Corpus2Skill 通过迭代聚类与分层摘要生成，将企业文档语料库离线蒸馏为树状可导航技能目录，使 LLM 智能体在 serving 时能够全局浏览语料结构、主动深入主题分支并回溯优化检索路径，实现从被动消费证据到主动导航探索的范式转变。在 WixQA 企业客服基准测试中，该系统在所有质量指标上均超越密集检索、RAPTOR 及 agentic RAG 基线。

## 正文

Retrieval-Augmented Generation (RAG) grounds LLM responses in external evidence but treats the model as a passive consumer of search results: it never sees how the corpus is organized or what it has not yet retrieved, limiting its ability to backtrack or combine scattered evidence. We present Corpus2Skill, which distills a document corpus into a hierarchical skill directory offline and lets an LLM agent navigate it at serve time.
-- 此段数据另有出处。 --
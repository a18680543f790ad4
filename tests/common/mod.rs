//! Throwaway git repositories for integration tests.

#![allow(dead_code)]

use std::path::Path;
use std::process::Command;

pub fn git(repo: &Path, args: &[&str]) -> String {
    let output = Command::new("git")
        .args(args)
        .current_dir(repo)
        .output()
        .unwrap();
    assert!(
        output.status.success(),
        "git {:?} failed: {}",
        args,
        String::from_utf8_lossy(&output.stderr)
    );
    String::from_utf8_lossy(&output.stdout).trim().to_string()
}

/// `git init -b main` with a local identity and one commit.
pub fn init_repo(dir: &Path) {
    git(dir, &["init", "-q", "-b", "main"]);
    git(dir, &["config", "user.email", "test@test.com"]);
    git(dir, &["config", "user.name", "Test"]);
    git(dir, &["config", "commit.gpgsign", "false"]);
    git(dir, &["config", "tag.gpgsign", "false"]);
    commit_file(dir, "README", "init\n", "initial commit");
}

/// Write `name`, commit it with `message`, return the new HEAD hash.
pub fn commit_file(dir: &Path, name: &str, content: &str, message: &str) -> String {
    let path = dir.join(name);
    if let Some(parent) = path.parent() {
        std::fs::create_dir_all(parent).unwrap();
    }
    std::fs::write(path, content).unwrap();
    git(dir, &["add", "."]);
    git(dir, &["commit", "-q", "-m", message]);
    git(dir, &["rev-parse", "HEAD"])
}

/// One commit per version, each tagged `release-<version>`.
pub fn tagged_repo(dir: &Path, versions: &[&str]) {
    init_repo(dir);
    for (i, version) in versions.iter().enumerate() {
        commit_file(
            dir,
            "src/Main.java",
            &format!("class Main {{ int v = {i}; }}\n"),
            &format!("prepare {version}"),
        );
        git(dir, &["tag", &format!("release-{version}")]);
    }
}

pub fn current_branch(repo: &Path) -> String {
    git(repo, &["rev-parse", "--abbrev-ref", "HEAD"])
}
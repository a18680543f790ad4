//! Release versions resolved from repository tags.

use std::cmp::Ordering;
use std::fmt;

use semver::Version;

/// A release version and the commit its tag points at.
///
/// Ordered by semantic version only; the tag name and commit do not take
/// part in the comparison.
#[derive(Debug, Clone, PartialEq, Eq)]
pub struct VersionCommit {
    pub version: Version,
    /// Tag name the version was parsed from (e.g. `rel/release-2.0.0`).
    pub tag: String,
    /// Full hash of the tag's target commit.
    pub commit: String,
}

impl VersionCommit {
    pub fn new(version: Version, tag: impl Into<String>, commit: impl Into<String>) -> Self {
        Self {
            version,
            tag: tag.into(),
            commit: commit.into(),
        }
    }

    /// First `len` characters of the commit hash.
    pub fn short_commit(&self, len: usize) -> &str {
        let end = self
            .commit
            .char_indices()
            .nth(len)
            .map_or(self.commit.len(), |(i, _)| i);
        &self.commit[..end]
    }
}

impl PartialOrd for VersionCommit {
    fn partial_cmp(&self, other: &Self) -> Option<Ordering> {
        Some(self.cmp(other))
    }
}

impl Ord for VersionCommit {
    fn cmp(&self, other: &Self) -> Ordering {
        self.version.cmp(&other.version)
    }
}

impl fmt::Display for VersionCommit {
    fn fmt(&self, f: &mut fmt::Formatter<'_>) -> fmt::Result {
        write!(f, "{} ({})", self.version, self.short_commit(10))
    }
}

#[cfg(test)]
mod tests {
    use super::*;

    #[test]
    fn orders_numerically() {
        let a = VersionCommit::new(Version::new(9, 0, 0), "release-9.0.0", "aaa");
        let b = VersionCommit::new(Version::new(10, 0, 0), "release-10.0.0", "bbb");
        assert!(a < b);
    }

    #[test]
    fn short_commit_truncates() {
        let v = VersionCommit::new(Version::new(1, 2, 3), "release-1.2.3", "0123456789abcdef");
        assert_eq!(v.short_commit(7), "0123456");
        assert_eq!(v.short_commit(64), "0123456789abcdef");
        assert_eq!(v.to_string(), "1.2.3 (0123456789)");
    }
}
The compilation pipeline iteratively clusters documents, generates LLM-written summaries at each level, and materializes the result as a tree of navigable skill files. At serve time, the agent receives a bird's-eye view of the corpus, drills into topic branches via progressively finer summaries, and retrieves full documents by ID. Because the hierarchy is explicitly visible, the agent can reason about where to look, backtrack from unproductive paths, and combine evidence across branches. On WixQA, an enterprise customer-support benchmark for RAG, Corpus2Skill outperforms dense retrieval, RAPTOR, and agentic RAG baselines across all quality metrics.